Entrepreneurship is on the rise -- especially among the African-American community. Such business titans are reshaping the fields of the politics, education, arts, and medicine.

Between 2002 and 2007, the number of businesses owned by African-Americans increased by three times the national rate (60.5 percent), according to  the U.S. Census Bureau. Notably, African-American women are the fastest-growing demographic in business ownership.

Last week, Ebony magazine unveiled its annual  Power 100 list of influential black leaders in America. Honorees were divided into categories such as "the players," which included Drake and Empire creator Lee Daniels, and "politics as (un)usual," with nods to Kamala Harris and Loretta Lynch, the attorneys general of California and the U.S., respectively.

As America grapples with the continued prevalence of racism (as seen in recent news of police brutality, and discrimination on college campuses), the importance of having more African-American leaders is especially apparent. These entrepreneurs are doing more than attaching their names to a pre-existing brand; they're also moving society forward. 

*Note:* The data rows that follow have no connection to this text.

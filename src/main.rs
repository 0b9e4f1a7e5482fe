use clap::{Parser, Subcommand};
use moshi_connect::ipc::{ErrorCode, LogLevel, LogStream, StatusData, VpnStatus};
use moshi_connect::service::LogBridge;
use moshi_connect::{DestinationNetwork, Service, ServiceClient, ServiceConfig, VpnProfile, VpnStatusCallback};
use std::io::BufRead;
use std::path::PathBuf;
use std::sync::Arc;
use std::time::Duration;
use tokio::sync::mpsc;
use tracing::{error, info, warn};
use tracing_subscriber::filter::{EnvFilter, LevelFilter};
use tracing_subscriber::prelude::*;

/// How long one-shot commands wait for the service to answer.
const REPLY_TIMEOUT: Duration = Duration::from_secs(10);

#[derive(Parser)]
#[command(name = "moshi-connect")]
#[command(about = "Privilege-separated OpenConnect supervisor with split tunneling")]
#[command(version)]
struct Cli {
    #[command(subcommand)]
    command: Commands,

    /// Enable verbose output
    #[arg(short, long, global = true)]
    verbose: bool,

    /// Config file (default: ./moshi-connect.toml, then the user config dir)
    #[arg(short, long, global = true)]
    config: Option<PathBuf>,
}

#[derive(Subcommand)]
enum Commands {
    /// Run the background service
    ///
    /// Needs the privileges required to create tunnel devices and edit the
    /// routing table.
    Serve,
    /// Connect through a running service and stay attached
    ///
    /// Ctrl+C disconnects the tunnel before exiting.
    Connect {
        /// Profile name shown in status messages
        #[arg(short, long, default_value = "default")]
        name: String,
        /// VPN server URL
        #[arg(short, long)]
        url: String,
        /// Authentication cookie (read from stdin when omitted)
        #[arg(long)]
        cookie: Option<String>,
        /// Route only this network through the tunnel (CIDR, repeatable)
        #[arg(short, long = "route")]
        routes: Vec<DestinationNetwork>,
    },
    /// Ask the service to disconnect the tunnel
    Disconnect,
    /// Show current VPN status
    Status,
    /// Generate default config file
    Init,
}

#[tokio::main]
async fn main() -> Result<(), Box<dyn std::error::Error>> {
    let cli = Cli::parse();

    let bridge = matches!(cli.command, Commands::Serve).then(LogBridge::new);
    init_logging(cli.verbose, bridge.as_ref())?;

    let config = ServiceConfig::load_or_default(cli.config.as_deref())?;

    match cli.command {
        Commands::Serve => serve(&config, bridge).await?,
        Commands::Connect {
            name,
            url,
            cookie,
            routes,
        } => {
            let cookie = match cookie {
                Some(cookie) => cookie,
                None => read_cookie()?,
            };
            let profile = VpnProfile::new(name, url).with_routes(routes);
            connect(&config, profile, cookie).await?;
        }
        Commands::Disconnect => {
            let (client, mut events) = attach(&config).await?;
            client.disconnect().await;
            match wait_for(&mut events, |e| e.is_final()).await {
                Some(CliEvent::Status(VpnStatus::Disconnected)) => println!("VPN disconnected"),
                Some(CliEvent::Failed(message)) => println!("Disconnect failed: {}", message),
                _ => println!("No confirmation from the service"),
            }
            client.shutdown().await;
        }
        Commands::Status => {
            let (client, mut events) = attach(&config).await?;
            client.query_status().await;
            match wait_for(&mut events, |e| matches!(e, CliEvent::Status(_))).await {
                Some(CliEvent::Status(status)) => println!("VPN Status: {}", status),
                _ => println!("VPN Status: unknown (no reply from service)"),
            }
            client.shutdown().await;
        }
        Commands::Init => {
            info!("Generating default config...");
            let path = PathBuf::from(moshi_connect::config::CONFIG_FILE_NAME);
            ServiceConfig::default().save(&path)?;
            println!("Created default config: {}", path.display());
        }
    }

    Ok(())
}

fn init_logging(verbose: bool, bridge: Option<&LogBridge>) -> Result<(), Box<dyn std::error::Error>> {
    let level = if verbose {
        LevelFilter::DEBUG
    } else {
        LevelFilter::INFO
    };
    // Logs go to stderr; stdout carries command output
    let console = tracing_subscriber::fmt::layer()
        .with_target(false)
        .with_writer(std::io::stderr)
        .with_filter(
            EnvFilter::builder()
                .with_default_directive(level.into())
                .from_env_lossy(),
        );
    let forwarded = bridge.map(|b| b.layer().with_filter(LevelFilter::DEBUG));

    tracing_subscriber::registry()
        .with(console)
        .with(forwarded)
        .try_init()?;
    Ok(())
}

fn ctrl_c_channel() -> Result<mpsc::UnboundedReceiver<()>, ctrlc::Error> {
    let (tx, rx) = mpsc::unbounded_channel();
    ctrlc::set_handler(move || {
        let _ = tx.send(());
    })?;
    Ok(rx)
}

async fn serve(config: &ServiceConfig, bridge: Option<LogBridge>) -> Result<(), Box<dyn std::error::Error>> {
    let mut interrupted = ctrl_c_channel()?;
    let service = Service::start(config, bridge).await?;
    info!("Press Ctrl+C to stop");

    interrupted.recv().await;
    info!("Received shutdown signal");
    service.stop().await;
    Ok(())
}

fn read_cookie() -> std::io::Result<String> {
    eprintln!("Paste authentication cookie and press Enter:");
    let mut line = String::new();
    std::io::stdin().lock().read_line(&mut line)?;
    Ok(line.trim().to_string())
}

async fn connect(config: &ServiceConfig, profile: VpnProfile, cookie: String) -> Result<(), Box<dyn std::error::Error>> {
    let mut interrupted = ctrl_c_channel()?;
    let (client, mut events) = attach(config).await?;
    println!("Connecting to {} ({})", profile.name, profile.url);
    client.connect(profile, cookie).await;

    loop {
        tokio::select! {
            event = events.recv() => match event {
                Some(event) if event.is_final() => break,
                Some(_) => {}
                None => break,
            },
            _ = interrupted.recv() => {
                println!("Disconnecting...");
                client.disconnect().await;
                if wait_for(&mut events, |e| e.is_final()).await.is_none() {
                    warn!("Service did not confirm the disconnect");
                }
                break;
            }
        }
    }

    client.shutdown().await;
    Ok(())
}

async fn attach(
    config: &ServiceConfig,
) -> Result<(Arc<ServiceClient>, mpsc::UnboundedReceiver<CliEvent>), Box<dyn std::error::Error>> {
    let (tx, rx) = mpsc::unbounded_channel();
    let client = ServiceClient::new(config.address(), Arc::new(ConsoleCallback { events: tx }));
    if !client.connect_to_service().await {
        error!("VPN service is not running at {}", config.address());
        return Err("start it with `moshi-connect serve`".into());
    }
    Ok((client, rx))
}

async fn wait_for(
    events: &mut mpsc::UnboundedReceiver<CliEvent>,
    pred: impl Fn(&CliEvent) -> bool,
) -> Option<CliEvent> {
    tokio::time::timeout(REPLY_TIMEOUT, async {
        while let Some(event) = events.recv().await {
            if pred(&event) {
                return Some(event);
            }
        }
        None
    })
    .await
    .ok()
    .flatten()
}

/// What the CLI needs to know to decide when to exit.
#[derive(Debug)]
enum CliEvent {
    Status(VpnStatus),
    Failed(String),
    ServiceLost,
}

impl CliEvent {
    fn is_final(&self) -> bool {
        matches!(
            self,
            CliEvent::Status(VpnStatus::Disconnected) | CliEvent::Failed(_) | CliEvent::ServiceLost
        )
    }
}

struct ConsoleCallback {
    events: mpsc::UnboundedSender<CliEvent>,
}

impl VpnStatusCallback for ConsoleCallback {
    fn on_status_message(&self, status: VpnStatus, message: &str, data: &StatusData) {
        println!("[{}] {}", status, message);
        for (key, value) in data {
            println!("    {}: {}", key, value);
        }
        let _ = self.events.send(CliEvent::Status(status));
    }

    fn on_command_output(&self, line: &str, stream: LogStream, process_name: &str) {
        match stream {
            LogStream::Stdout => println!("{}> {}", process_name, line),
            LogStream::Stderr => eprintln!("{}! {}", process_name, line),
        }
    }

    fn on_service_log(&self, level: LogLevel, message: &str, _logger_name: &str) {
        if level >= LogLevel::Info {
            eprintln!("service {}: {}", level, message);
        }
    }

    fn on_error(&self, error_message: &str, error_code: ErrorCode, details: Option<&str>) {
        match details {
            Some(details) => eprintln!("Error [{}]: {} ({})", error_code, error_message, details),
            None => eprintln!("Error [{}]: {}", error_code, error_message),
        }
        // a rejected duplicate request does not end the session
        if error_code != ErrorCode::AlreadyInProgress {
            let _ = self.events.send(CliEvent::Failed(error_message.to_string()));
        }
    }

    fn on_service_connection(&self, connected: bool) {
        if !connected {
            let _ = self.events.send(CliEvent::ServiceLost);
        }
    }
}
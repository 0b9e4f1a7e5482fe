//! OpenConnect child process: spawn, exit monitoring and termination

use std::ffi::OsString;
use std::fmt;
use std::io;
use std::path::{Path, PathBuf};
use std::process::Stdio;
use std::time::Duration;
use thiserror::Error;
use tokio::process::{ChildStderr, ChildStdout, Command};
use tokio::sync::{mpsc, watch};
use tracing::{debug, error, info, warn};

/// Name reported as `process_name` on forwarded output lines
pub const PROCESS_NAME: &str = "openconnect";

#[derive(Error, Debug)]
pub enum ProcessError {
    #[error("OpenConnect executable not found: {0}")]
    ExecutableNotFound(String),
    #[error("Failed to start OpenConnect: {0}")]
    SpawnFailed(#[from] io::Error),
}

/// How the child ended.
#[derive(Debug, Clone, Copy, PartialEq, Eq)]
pub struct ProcessExit {
    pub code: Option<i32>,
}

impl ProcessExit {
    pub fn success(&self) -> bool {
        self.code == Some(0)
    }
}

impl fmt::Display for ProcessExit {
    fn fmt(&self, f: &mut fmt::Formatter<'_>) -> fmt::Result {
        match self.code {
            Some(code) => write!(f, "exit code: {}", code),
            None => f.write_str("terminated by signal"),
        }
    }
}

/// Which path `terminate` ended up taking
#[derive(Debug, Clone, Copy, PartialEq, Eq)]
pub enum Termination {
    AlreadyExited,
    Graceful,
    Forced,
    Stuck,
}

impl fmt::Display for Termination {
    fn fmt(&self, f: &mut fmt::Formatter<'_>) -> fmt::Result {
        let text = match self {
            Termination::AlreadyExited => "already exited",
            Termination::Graceful => "terminated gracefully",
            Termination::Forced => "force-killed",
            Termination::Stuck => "still running after kill",
        };
        f.write_str(text)
    }
}

/// Resolve the configured executable. Bare names are looked up on `PATH`.
pub fn resolve_executable(configured: &Path) -> Result<PathBuf, ProcessError> {
    let not_found = || ProcessError::ExecutableNotFound(configured.display().to_string());

    if configured.components().count() > 1 || configured.is_absolute() {
        return if configured.is_file() {
            Ok(configured.to_path_buf())
        } else {
            Err(not_found())
        };
    }

    let path_var = std::env::var_os("PATH").ok_or_else(not_found)?;
    let mut names = vec![configured.as_os_str().to_os_string()];
    if cfg!(windows) && configured.extension().is_none() {
        let mut exe = configured.as_os_str().to_os_string();
        exe.push(".exe");
        names.insert(0, exe);
    }

    for dir in std::env::split_paths(&path_var) {
        for name in &names {
            let candidate = dir.join(name);
            if candidate.is_file() {
                return Ok(candidate);
            }
        }
    }
    Err(not_found())
}

/// Arguments passed to OpenConnect: `<url> --cookie <cookie>`
pub fn command_args(url: &str, cookie: &str) -> Vec<OsString> {
    vec![url.into(), "--cookie".into(), cookie.into()]
}

/// Command line suitable for logs, with the cookie replaced.
pub fn masked_command_line(executable: &Path, url: &str) -> String {
    format!("{} {} --cookie ***", executable.display(), url)
}

/// Show at most the last 4 characters of a secret, and only when it is long
/// enough for that not to give most of it away.
pub fn mask_cookie(cookie: &str) -> String {
    let chars: Vec<char> = cookie.chars().collect();
    if chars.len() <= 8 {
        return "***".to_string();
    }
    let tail: String = chars[chars.len() - 4..].iter().collect();
    format!("***{}", tail)
}

/// Cloneable handle to a running child, used for status checks and shutdown.
#[derive(Clone)]
pub struct ProcessHandle {
    pid: Option<u32>,
    kill_tx: mpsc::Sender<()>,
    exit_rx: watch::Receiver<Option<ProcessExit>>,
}

impl fmt::Debug for ProcessHandle {
    fn fmt(&self, f: &mut fmt::Formatter<'_>) -> fmt::Result {
        f.debug_struct("ProcessHandle")
            .field("pid", &self.pid)
            .field("exit", &*self.exit_rx.borrow())
            .finish()
    }
}

impl ProcessHandle {
    pub fn pid(&self) -> Option<u32> {
        self.pid
    }

    pub fn has_exited(&self) -> bool {
        self.exit_rx.borrow().is_some()
    }

    /// Wait up to `timeout` for the child to exit.
    pub async fn wait_exit(&self, timeout: Duration) -> bool {
        let mut rx = self.exit_rx.clone();
        matches!(
            tokio::time::timeout(timeout, rx.wait_for(Option::is_some)).await,
            Ok(Ok(_))
        )
    }

    /// Ask the child to shut down cleanly.
    pub fn request_stop(&self) -> io::Result<()> {
        let Some(pid) = self.pid else {
            return Ok(());
        };

        #[cfg(unix)]
        {
            use nix::sys::signal::{Signal, kill};
            use nix::unistd::Pid;
            kill(Pid::from_raw(pid as i32), Signal::SIGTERM).map_err(io::Error::from)
        }

        #[cfg(windows)]
        {
            send_ctrl_break(pid)
        }
    }

    /// Kill the child outright.
    pub fn force_kill(&self) {
        if self.kill_tx.try_send(()).is_err() {
            debug!("Kill request dropped, process monitor already finished");
        }
    }

    /// Graceful stop, bounded wait, then force-kill and a second bounded wait.
    pub async fn terminate(&self, graceful: Duration, forced: Duration) -> Termination {
        if self.has_exited() {
            return Termination::AlreadyExited;
        }

        info!("Attempting graceful OpenConnect termination");
        match self.request_stop() {
            Ok(()) => {
                if self.wait_exit(graceful).await {
                    info!("OpenConnect terminated gracefully");
                    return Termination::Graceful;
                }
                warn!("OpenConnect did not terminate gracefully, forcing kill");
            }
            Err(e) => warn!("Stop request could not be delivered ({}), forcing kill", e),
        }

        self.force_kill();
        if self.wait_exit(forced).await {
            warn!("OpenConnect force-killed");
            Termination::Forced
        } else {
            error!("OpenConnect still running after kill");
            Termination::Stuck
        }
    }
}

/// Deliver CTRL_BREAK to the child's process group.
///
/// Console control events only reach processes attached to the sender's
/// console, and the child runs on its own hidden one. The service briefly
/// attaches to that console to send the event, then returns to its own
/// console if it had one. Console attachment is process-wide, hence the lock.
#[cfg(windows)]
fn send_ctrl_break(pid: u32) -> io::Result<()> {
    use std::sync::{Mutex, PoisonError};
    use windows::Win32::System::Console::{
        ATTACH_PARENT_PROCESS, AttachConsole, CTRL_BREAK_EVENT, FreeConsole,
        GenerateConsoleCtrlEvent, GetConsoleWindow,
    };

    static CONSOLE: Mutex<()> = Mutex::new(());
    let _guard = CONSOLE.lock().unwrap_or_else(PoisonError::into_inner);

    unsafe {
        let had_console = !GetConsoleWindow().0.is_null();
        if had_console {
            let _ = FreeConsole();
        }
        // The child leads its own process group, so the group id is its pid
        let sent = AttachConsole(pid).and_then(|()| {
            let sent = GenerateConsoleCtrlEvent(CTRL_BREAK_EVENT, pid);
            let _ = FreeConsole();
            sent
        });
        if had_console && AttachConsole(ATTACH_PARENT_PROCESS).is_err() {
            debug!("Could not reattach to the parent console");
        }
        sent.map_err(io::Error::other)
    }
}

/// A freshly spawned child with its output streams.
pub struct SpawnedProcess {
    pub handle: ProcessHandle,
    pub stdout: ChildStdout,
    pub stderr: ChildStderr,
}

/// Spawn `executable` with `args` and start monitoring it.
///
/// `on_exit` runs once, on the monitor task, when the child has been reaped.
pub fn spawn<F>(executable: &Path, args: Vec<OsString>, on_exit: F) -> Result<SpawnedProcess, ProcessError>
where
    F: FnOnce(io::Result<ProcessExit>) + Send + 'static,
{
    let mut command = Command::new(executable);
    command
        .args(args)
        .stdin(Stdio::null())
        .stdout(Stdio::piped())
        .stderr(Stdio::piped())
        .kill_on_drop(true);

    #[cfg(windows)]
    {
        use windows::Win32::System::Threading::{CREATE_NEW_PROCESS_GROUP, CREATE_NO_WINDOW};
        command.creation_flags(CREATE_NEW_PROCESS_GROUP.0 | CREATE_NO_WINDOW.0);
    }

    let mut child = command.spawn()?;
    let pid = child.id();
    let (stdout, stderr) = match (child.stdout.take(), child.stderr.take()) {
        (Some(stdout), Some(stderr)) => (stdout, stderr),
        _ => {
            return Err(ProcessError::SpawnFailed(io::Error::other(
                "child output pipes unavailable",
            )));
        }
    };
    debug!("Spawned {} with pid {:?}", PROCESS_NAME, pid);

    let (kill_tx, mut kill_rx) = mpsc::channel::<()>(1);
    let (exit_tx, exit_rx) = watch::channel(None);

    tokio::spawn(async move {
        let status = tokio::select! {
            status = child.wait() => status,
            Some(()) = kill_rx.recv() => {
                if let Err(e) = child.start_kill() {
                    warn!("Failed to kill {}: {}", PROCESS_NAME, e);
                }
                child.wait().await
            }
        };

        let outcome = status.map(|s| ProcessExit { code: s.code() });
        // A wait failure still means we have lost the child
        let _ = exit_tx.send(Some(
            outcome.as_ref().copied().unwrap_or(ProcessExit { code: None }),
        ));
        on_exit(outcome);
    });

    Ok(SpawnedProcess {
        handle: ProcessHandle {
            pid,
            kill_tx,
            exit_rx,
        },
        stdout,
        stderr,
    })
}

#[cfg(test)]
mod tests {
    use super::*;
    use tokio::sync::oneshot;

    #[test]
    fn test_mask_cookie() {
        assert_eq!(mask_cookie(""), "***");
        assert_eq!(mask_cookie("short"), "***");
        assert_eq!(mask_cookie("0123456789abcdef"), "***cdef");
    }

    #[test]
    fn test_masked_command_line_hides_cookie() {
        let line = masked_command_line(Path::new("/usr/sbin/openconnect"), "vpn.example.com");
        assert_eq!(line, "/usr/sbin/openconnect vpn.example.com --cookie ***");
    }

    #[test]
    fn test_command_args() {
        let args = command_args("vpn.example.com", "c00kie");
        let args: Vec<&str> = args.iter().filter_map(|a| a.to_str()).collect();
        assert_eq!(args, vec!["vpn.example.com", "--cookie", "c00kie"]);
    }

    #[test]
    fn test_resolve_missing_executable() {
        let result = resolve_executable(Path::new("/definitely/not/here/openconnect"));
        assert!(matches!(result, Err(ProcessError::ExecutableNotFound(_))));

        let result = resolve_executable(Path::new("openconnect-binary-that-does-not-exist"));
        assert!(matches!(result, Err(ProcessError::ExecutableNotFound(_))));
    }

    #[test]
    fn test_process_exit_display() {
        assert_eq!(ProcessExit { code: Some(2) }.to_string(), "exit code: 2");
        assert_eq!(ProcessExit { code: None }.to_string(), "terminated by signal");
        assert!(ProcessExit { code: Some(0) }.success());
    }

    #[cfg(unix)]
    #[tokio::test]
    async fn test_resolve_on_path() {
        let resolved = resolve_executable(Path::new("sh")).unwrap();
        assert!(resolved.is_absolute());
    }

    #[cfg(unix)]
    #[tokio::test]
    async fn test_exit_is_reported() {
        let (tx, rx) = oneshot::channel();
        let spawned = spawn(
            Path::new("/bin/sh"),
            vec!["-c".into(), "exit 3".into()],
            move |exit| {
                let _ = tx.send(exit.unwrap());
            },
        )
        .unwrap();

        let exit = rx.await.unwrap();
        assert_eq!(exit.code, Some(3));
        assert!(spawned.handle.has_exited());
    }

    #[cfg(unix)]
    #[tokio::test]
    async fn test_terminate_graceful() {
        let spawned = spawn(
            Path::new("/bin/sh"),
            vec!["-c".into(), "sleep 30".into()],
            |_| {},
        )
        .unwrap();

        let outcome = spawned
            .handle
            .terminate(Duration::from_secs(3), Duration::from_secs(2))
            .await;
        assert_eq!(outcome, Termination::Graceful);
        assert!(spawned.handle.has_exited());
    }

    #[cfg(unix)]
    #[tokio::test]
    async fn test_undeliverable_stop_goes_straight_to_kill() {
        let (kill_tx, mut kill_rx) = mpsc::channel::<()>(1);
        let (exit_tx, exit_rx) = watch::channel(None);
        tokio::spawn(async move {
            if kill_rx.recv().await.is_some() {
                let _ = exit_tx.send(Some(ProcessExit { code: None }));
            }
        });
        // no such pid, so the stop signal cannot be delivered
        let handle = ProcessHandle {
            pid: Some(i32::MAX as u32),
            kill_tx,
            exit_rx,
        };

        let outcome = tokio::time::timeout(
            Duration::from_secs(2),
            handle.terminate(Duration::from_secs(30), Duration::from_secs(1)),
        )
        .await
        .expect("should not wait for a graceful exit");
        assert_eq!(outcome, Termination::Forced);
    }

    #[test]
    fn test_termination_display() {
        assert_eq!(Termination::Graceful.to_string(), "terminated gracefully");
        assert_eq!(Termination::Forced.to_string(), "force-killed");
    }

    #[cfg(unix)]
    #[tokio::test]
    async fn test_terminate_forced_when_term_ignored() {
        let spawned = spawn(
            Path::new("/bin/sh"),
            vec!["-c".into(), "trap '' TERM; while true; do sleep 0.1; done".into()],
            |_| {},
        )
        .unwrap();
        // give the shell time to install the trap
        tokio::time::sleep(Duration::from_millis(200)).await;

        let outcome = spawned
            .handle
            .terminate(Duration::from_millis(300), Duration::from_secs(2))
            .await;
        assert_eq!(outcome, Termination::Forced);
    }
}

Below, in no particular order, are the business titans on this year's Power 100 list.

Emile Cambry Jr.

Cambry, a business professor, filmmaker, and serial entrepreneur, is also the founder of BLUE1647. The Chicago-based startup incubator offers work-force development classes, co-working spaces, and other educational resources for the local community. He also created the 21st Century Youth Project, which provides advanced technology courses to low-income middle and high school students.

Jesse Collins

Collins is the founder and chief executive of Jesse Collins Entertainment Company, a Los Angeles-based film and television production firm. He was previously the executive producer and executive VP at Cosette Productions.

Wendy Williams

The American actress and television host is probably best known for her eponymous program, The Wendy Williams Show. Still, in her spare time, Williams has managed to grow both a clothing venture--exclusive to HSN--and a hair accessories line (Hair World Wig Collection), the latter in partnership with Specialty Commerce Direct.

Sabrina Hersi Issa

Issa is something of a technology veteran. She is the CEO of Be Bold Media, a digital agency that leverages technology to assist with humanitarian relief. She's also the co-founder of End Famine, a charity campaign, and the co-director of New/s Disruptors, a media site that aims to bring more diverse voices and perspectives to the fore. 

Jada Pinkett Smith

Best known as a Hollywood actress, director, and film producer, Pinkett Smith is also the founder of Maja, a clothing label, and a partner at Overbrook Entertainment, a film production company. She also co-launched the website Don'tSellBodies.org, and helped to produce Rape for Profit, a documentary about sex trafficking.

Michelle Gadsden-Williams

The former managing director at Credit Suisse, Gadsden-Williams ultimately decided to create her own venture, Ceiling Breakers, in 2015.  Her new firm is dedicated to helping women get ahead in corporate America, and eventually land executive roles. 

Miko Branch

Branch is the co-founder and CEO of Miss Jessie's, a New York City-based hair salon that sells natural products for curly hair. This year, after the death of her sister and business partner, Branch was inspired to publish a memoir, entitled Miss Jessie's: Creating a Successful Business From Scratch -- Naturally.

Gabi Gregg

Gregg is the founder of GabiFresh.com, a fashion blog that she started after graduating from college in 2008. The site later blossomed into an e-commerce platform. She promotes plus-size women and models, and collaborated with Target to re-conceptualize its own premiere plus-size line, called Ava+Viv.

Adenah Bayoh

Bayoh escaped the civil war in her native Liberia at the age of 13. Since then, she's gone on to launch Kapwood LLC, a real-estate development firm with more than $200 million in redevelopment projects, and which focuses specifically on lower-income communities. In 2016, Bayoh plans to launch Cornbread, a chain of soul food restaurants in New Jersey that nods to her own multicultural upbringing.

Lupe Fiasco

In October, the hip-hop artist, along with with Di-Ann Eisnor, launched Neighborhood Start Fund, a non-profit that aims to promote entrepreneurship in underserved communities. Winners of the Neighborhood Start pitch competition will receive $5,000, as well as mentorship and networking opportunities, to help get their venture off the ground. 

Kimberly Blackwell

Blackwell is the founder and CEO of PMM Agency, a brand-consulting firm that works with high-profile clients including Toyota and Macy's. The company has been recognized by Black Enterprise and the National Association of Women's Business Owners, among other organizations.

Nadia Lopez

Lopez is the principal and founder of Mott Hall Bridges Academy, a public middle school based in Brooklyn, New York. When an eighth grade student told the popular internet blog Humans of New York that he was most inspired by his principle, Lopez decided to launch a fundraising campaign to give her students a trip to Harvard University, and to provide some with scholarships. The campaign raised an impressive $4 million, well exceeding the initial $100,000 goal.